> _What you will do_
Restating the records exactly is the whole task.

> _Stored data entries_

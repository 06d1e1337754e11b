use anyhow::Result;
use async_trait::async_trait;
use aws_sdk_s3::Client;
use aws_sdk_s3::primitives::ByteStream;
use aws_sdk_s3::types::ObjectCannedAcl;
use bytes::Bytes;
use std::sync::Arc;
use uuid::Uuid;

/// Where an uploaded payload ended up.
#[derive(Debug, Clone, PartialEq, Eq)]
pub struct StoredObject {
    pub key: String,
    pub url: String,
}

#[async_trait]
pub trait ObjectStore: Send + Sync {
    async fn put(&self, data: Bytes, content_type: &str, filename: &str) -> Result<StoredObject>;
    async fn delete(&self, key: &str) -> Result<()>;
    async fn exists(&self, key: &str) -> Result<bool>;
}

/// Key under which a payload named `filename` is stored. Only the last path
/// segment of the name is kept, with anything outside `[A-Za-z0-9._-]`
/// replaced, so the key is also a valid URL path.
pub fn object_key(filename: &str) -> String {
    format!("items/{}-{}", Uuid::new_v4(), key_safe_name(filename))
}

fn key_safe_name(filename: &str) -> String {
    let base = filename.rsplit(['/', '\\']).next().unwrap_or_default();
    let name: String = base
        .chars()
        .map(|c| {
            if c.is_ascii_alphanumeric() || matches!(c, '.' | '-' | '_') {
                c
            } else {
                '_'
            }
        })
        .collect();

    if name.trim_matches('.').is_empty() {
        "file".to_string()
    } else {
        name
    }
}

/// Best-effort delete: runs in the background, logs the outcome, never retries.
pub fn spawn_delete(store: Arc<dyn ObjectStore>, key: String) {
    tokio::spawn(async move {
        match store.delete(&key).await {
            Ok(()) => tracing::debug!("🗑️  Deleted object {}", key),
            Err(e) => tracing::warn!("Failed to delete object {}: {}", key, e),
        }
    });
}

pub struct S3ObjectStore {
    client: Client,
    bucket: String,
    public_base_url: String,
}

impl S3ObjectStore {
    pub fn new(client: Client, bucket: String, public_base_url: String) -> Self {
        Self {
            client,
            bucket,
            public_base_url: public_base_url.trim_end_matches('/').to_string(),
        }
    }

    fn url_for(&self, key: &str) -> String {
        format!("{}/{}/{}", self.public_base_url, self.bucket, key)
    }
}

#[async_trait]
impl ObjectStore for S3ObjectStore {
    async fn put(&self, data: Bytes, content_type: &str, filename: &str) -> Result<StoredObject> {
        let key = object_key(filename);
        self.client
            .put_object()
            .bucket(&self.bucket)
            .key(&key)
            .content_type(content_type)
            .acl(ObjectCannedAcl::PublicRead)
            .body(ByteStream::from(data))
            .send()
            .await?;

        Ok(StoredObject {
            url: self.url_for(&key),
            key,
        })
    }

    async fn delete(&self, key: &str) -> Result<()> {
        self.client
            .delete_object()
            .bucket(&self.bucket)
            .key(key)
            .send()
            .await?;
        Ok(())
    }

    async fn exists(&self, key: &str) -> Result<bool> {
        let res = self
            .client
            .head_object()
            .bucket(&self.bucket)
            .key(key)
            .send()
            .await;

        match res {
            Ok(_) => Ok(true),
            Err(e) => {
                let service_error = e.into_service_error();
                if service_error.is_not_found() {
                    Ok(false)
                } else {
                    Err(anyhow::anyhow!(service_error))
                }
            }
        }
    }
}
use sea_orm::entity::prelude::*;
use serde::{Deserialize, Serialize};

#[derive(Clone, Debug, PartialEq, Eq, DeriveEntityModel, Serialize, Deserialize)]
#[sea_orm(table_name = "item_groups")]
pub struct Model {
    #[sea_orm(primary_key, auto_increment = false)]
    pub item_id: String,
    #[sea_orm(primary_key, auto_increment = false)]
    pub group_id: String,
}

#[derive(Copy, Clone, Debug, EnumIter, DeriveRelation)]
pub enum Relation {
    #[sea_orm(
        belongs_to = "super::items::Entity",
        from = "Column::ItemId",
        to = "super::items::Column::Id",
        on_update = "Cascade",
        on_delete = "Cascade"
    )]
    Items,
    #[sea_orm(
        belongs_to = "super::groups::Entity",
        from = "Column::GroupId",
        to = "super::groups::Column::Id",
        on_update = "Cascade",
        on_delete = "Cascade"
    )]
    Groups,
}

impl Related<super::items::Entity> for Entity {
    fn to() -> RelationDef {
        Relation::Items.def()
    }
}

impl Related<super::groups::Entity> for Entity {
    fn to() -> RelationDef {
        Relation::Groups.def()
    }
}

impl ActiveModelBehavior for ActiveModel {}
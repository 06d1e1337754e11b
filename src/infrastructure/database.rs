use crate::entities::{
    admin_settings, group_members, groups, item_groups, items, sessions, users,
};
use anyhow::Context;
use sea_orm::{ConnectOptions, Database, DatabaseConnection};
use sea_orm::{ConnectionTrait, Schema};
use std::env;
use std::time::Duration;
use tracing::info;

pub async fn setup_database() -> anyhow::Result<DatabaseConnection> {
    let db_url = env::var("DATABASE_URL").context("DATABASE_URL must be set")?;

    info!("📂 Database: {}", db_url);

    let mut opt = ConnectOptions::new(&db_url);
    opt.max_connections(20)
        .min_connections(2)
        .connect_timeout(Duration::from_secs(30))
        .acquire_timeout(Duration::from_secs(30))
        .idle_timeout(Duration::from_secs(600))
        .max_lifetime(Duration::from_secs(1800))
        .sqlx_logging(true)
        .sqlx_logging_level(log::LevelFilter::Debug);

    let db = Database::connect(opt).await?;

    info!("✅ Database connected successfully");

    run_migrations(&db).await?;

    Ok(db)
}

/// Single-connection in-memory SQLite database with the schema applied.
/// Every pooled connection to `sqlite::memory:` would otherwise see its own
/// empty database.
pub async fn connect_in_memory() -> anyhow::Result<DatabaseConnection> {
    let mut opt = ConnectOptions::new("sqlite::memory:");
    opt.max_connections(1).min_connections(1).sqlx_logging(false);

    let db = Database::connect(opt).await?;
    run_migrations(&db).await?;
    Ok(db)
}

pub async fn run_migrations(db: &DatabaseConnection) -> anyhow::Result<()> {
    let builder = db.get_database_backend();
    let schema = Schema::new(builder);

    info!("🔄 Running auto-migrations...");

    // Order matters for foreign keys: users/groups before the join tables
    let stmts = vec![
        (
            "users",
            schema
                .create_table_from_entity(users::Entity)
                .if_not_exists()
                .to_owned(),
        ),
        (
            "groups",
            schema
                .create_table_from_entity(groups::Entity)
                .if_not_exists()
                .to_owned(),
        ),
        (
            "group_members",
            schema
                .create_table_from_entity(group_members::Entity)
                .if_not_exists()
                .to_owned(),
        ),
        (
            "items",
            schema
                .create_table_from_entity(items::Entity)
                .if_not_exists()
                .to_owned(),
        ),
        (
            "item_groups",
            schema
                .create_table_from_entity(item_groups::Entity)
                .if_not_exists()
                .to_owned(),
        ),
        (
            "sessions",
            schema
                .create_table_from_entity(sessions::Entity)
                .if_not_exists()
                .to_owned(),
        ),
        (
            "admin_settings",
            schema
                .create_table_from_entity(admin_settings::Entity)
                .if_not_exists()
                .to_owned(),
        ),
    ];

    for (name, stmt) in stmts {
        let stmt = builder.build(&stmt);
        db.execute(stmt).await?;
        info!("   - Table '{}' checked/created", name);
    }

    let indexes = [
        "CREATE INDEX IF NOT EXISTS idx_items_creator_id ON items(creator_id)",
        "CREATE INDEX IF NOT EXISTS idx_item_groups_group_id ON item_groups(group_id)",
        "CREATE INDEX IF NOT EXISTS idx_sessions_user_id ON sessions(user_id)",
    ];

    for query in indexes {
        match db
            .execute(sea_orm::Statement::from_string(builder, query.to_owned()))
            .await
        {
            Ok(_) => info!("   - Executed schema update: {}", query),
            Err(e) => tracing::warn!("   - Schema update warning: {} -> {}", query, e),
        }
    }

    Ok(())
}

> _Exercise response_
repository 06d1e1337754e11b
use anyhow::Result;
use async_trait::async_trait;
use aws_sdk_s3::Client;
use aws_sdk_s3::primitives::ByteStream;
use aws_sdk_s3::types::ObjectCannedAcl;
use bytes::Bytes;
use std::sync::Arc;
use uuid::Uuid;

/// Where an uploaded payload ended up.
#[derive(Debug, Clone, PartialEq, Eq)]
pub struct StoredObject {
    pub key: String,
    pub url: String,
}

#[async_trait]
pub trait ObjectStore: Send + Sync {
    async fn put(&self, data: Bytes, content_type: &str, filename: &str) -> Result<StoredObject>;
    async fn delete(&self, key: &str) -> Result<()>;
    async fn exists(&self, key: &str) -> Result<bool>;
}

/// Key under which a payload named `filename` is stored. Only the last path
/// segment of the name is kept, with anything outside `[A-Za-z0-9._-]`
/// replaced, so the key is also a valid URL path.
pub fn object_key(filename: &str) -> String {
    format!("items/{}-{}", Uuid::new_v4(), key_safe_name(filename))
}

fn key_safe_name(filename: &str) -> String {
    let base = filename.rsplit(['/', '\\']).next().unwrap_or_default();
    let name: String = base
        .chars()
        .map(|c| {
            if c.is_ascii_alphanumeric() || matches!(c, '.' | '-' | '_') {
                c
            } else {
                '_'
            }
        })
        .collect();

    if name.trim_matches('.').is_empty() {
        "file".to_string()
    } else {
        name
    }
}

/// Best-effort delete: runs in the background, logs the outcome, never retries.
pub fn spawn_delete(store: Arc<dyn ObjectStore>, key: String) {
    tokio::spawn(async move {
        match store.delete(&key).await {
            Ok(()) => tracing::debug!("🗑️  Deleted object {}", key),
            Err(e) => tracing::warn!("Failed to delete object {}: {}", key, e),
        }
    });
}

pub struct S3ObjectStore {
    client: Client,
    bucket: String,
    public_base_url: String,
}

impl S3ObjectStore {
    pub fn new(client: Client, bucket: String, public_base_url: String) -> Self {
        Self {
            client,
            bucket,
            public_base_url: public_base_url.trim_end_matches('/').to_string(),
        }
    }

    fn url_for(&self, key: &str) -> String {
        format!("{}/{}/{}", self.public_base_url, self.bucket, key)
    }
}

#[async_trait]
impl ObjectStore for S3ObjectStore {
    async fn put(&self, data: Bytes, content_type: &str, filename: &str) -> Result<StoredObject> {
        let key = object_key(filename);
        self.client
            .put_object()
            .bucket(&self.bucket)
            .key(&key)
            .content_type(content_type)
            .acl(ObjectCannedAcl::PublicRead)
            .body(ByteStream::from(data))
            .send()
            .await?;

        Ok(StoredObject {
            url: self.url_for(&key),
            key,
        })
    }

    async fn delete(&self, key: &str) -> Result<()> {
        self.client
            .delete_object()
            .bucket(&self.bucket)
            .key(key)
            .send()
            .await?;
        Ok(())
    }

    async fn exists(&self, key: &str) -> Result<bool> {
        let res = self
            .client
            .head_object()
            .bucket(&self.bucket)
            .key(key)
            .send()
            .await;

        match res {
            Ok(_) => Ok(true),
            Err(e) => {
                let service_error = e.into_service_error();
                if service_error.is_not_found() {
                    Ok(false)
                } else {
                    Err(anyhow::anyhow!(service_error))
                }
            }
        }
    }
}
use sea_orm::entity::prelude::*;
use serde::{Deserialize, Serialize};

#[derive(Clone, Debug, PartialEq, Eq, DeriveEntityModel, Serialize, Deserialize)]
#[sea_orm(table_name = "item_groups")]
pub struct Model {
    #[sea_orm(primary_key, auto_increment = false)]
    pub item_id: String,
    #[sea_orm(primary_key, auto_increment = false)]
    pub group_id: String,
}

#[derive(Copy, Clone, Debug, EnumIter, DeriveRelation)]
pub enum Relation {
    #[sea_orm(
        belongs_to = "super::items::Entity",
        from = "Column::ItemId",
        to = "super::items::Column::Id",
        on_update = "Cascade",
        on_delete = "Cascade"
    )]
    Items,
    #[sea_orm(
        belongs_to = "super::groups::Entity",
        from = "Column::GroupId",
        to = "super::groups::Column::Id",
        on_update = "Cascade",
        on_delete = "Cascade"
    )]
    Groups,
}

impl Related<super::items::Entity> for Entity {
    fn to() -> RelationDef {
        Relation::Items.def()
    }
}

impl Related<super::groups::Entity> for Entity {
    fn to() -> RelationDef {
        Relation::Groups.def()
    }
}

impl ActiveModelBehavior for ActiveModel {}
repository 06d1e1337754e11b
filename src/infrastructure/database.rs
use crate::entities::{
    admin_settings, group_members, groups, item_groups, items, sessions, users,
};
use anyhow::Context;
use sea_orm::{ConnectOptions, Database, DatabaseConnection};
use sea_orm::{ConnectionTrait, Schema};
use std::env;
use std::time::Duration;
use tracing::info;

pub async fn setup_database() -> anyhow::Result<DatabaseConnection> {
    let db_url = env::var("DATABASE_URL").context("DATABASE_URL must be set")?;

    info!("📂 Database: {}", db_url);

    let mut opt = ConnectOptions::new(&db_url);
    opt.max_connections(20)
        .min_connections(2)
        .connect_timeout(Duration::from_secs(30))
        .acquire_timeout(Duration::from_secs(30))
        .idle_timeout(Duration::from_secs(600))
        .max_lifetime(Duration::from_secs(1800))
        .sqlx_logging(true)
        .sqlx_logging_level(log::LevelFilter::Debug);

    let db = Database::connect(opt).await?;

    info!("✅ Database connected successfully");

    run_migrations(&db).await?;

    Ok(db)
}

/// Single-connection in-memory SQLite database with the schema applied.
/// Every pooled connection to `sqlite::memory:` would otherwise see its own
/// empty database.
pub async fn connect_in_memory() -> anyhow::Result<DatabaseConnection> {
    let mut opt = ConnectOptions::new("sqlite::memory:");
    opt.max_connections(1).min_connections(1).sqlx_logging(false);

    let db = Database::connect(opt).await?;
    run_migrations(&db).await?;
    Ok(db)
}

pub async fn run_migrations(db: &DatabaseConnection) -> anyhow::Result<()> {
    let builder = db.get_database_backend();
    let schema = Schema::new(builder);

    info!("🔄 Running auto-migrations...");

    // Order matters for foreign keys: users/groups before the join tables
    let stmts = vec![
        (
            "users",
            schema
                .create_table_from_entity(users::Entity)
                .if_not_exists()
                .to_owned(),
        ),
        (
            "groups",
            schema
                .create_table_from_entity(groups::Entity)
                .if_not_exists()
                .to_owned(),
        ),
        (
            "group_members",
            schema
                .create_table_from_entity(group_members::Entity)
                .if_not_exists()
                .to_owned(),
        ),
        (
            "items",
            schema
                .create_table_from_entity(items::Entity)
                .if_not_exists()
                .to_owned(),
        ),
        (
            "item_groups",
            schema
                .create_table_from_entity(item_groups::Entity)
                .if_not_exists()
                .to_owned(),
        ),
        (
            "sessions",
            schema
                .create_table_from_entity(sessions::Entity)
                .if_not_exists()
                .to_owned(),
        ),
        (
            "admin_settings",
            schema
                .create_table_from_entity(admin_settings::Entity)
                .if_not_exists()
                .to_owned(),
        ),
    ];

    for (name, stmt) in stmts {
        let stmt = builder.build(&stmt);
        db.execute(stmt).await?;
        info!("   - Table '{}' checked/created", name);
    }

    let indexes = [
        "CREATE INDEX IF NOT EXISTS idx_items_creator_id ON items(creator_id)",
        "CREATE INDEX IF NOT EXISTS idx_item_groups_group_id ON item_groups(group_id)",
        "CREATE INDEX IF NOT EXISTS idx_sessions_user_id ON sessions(user_id)",
    ];

    for query in indexes {
        match db
            .execute(sea_orm::Statement::from_string(builder, query.to_owned()))
            .await
        {
            Ok(_) => info!("   - Executed schema update: {}", query),
            Err(e) => tracing::warn!("   - Schema update warning: {} -> {}", query, e),
        }
    }

    Ok(())
}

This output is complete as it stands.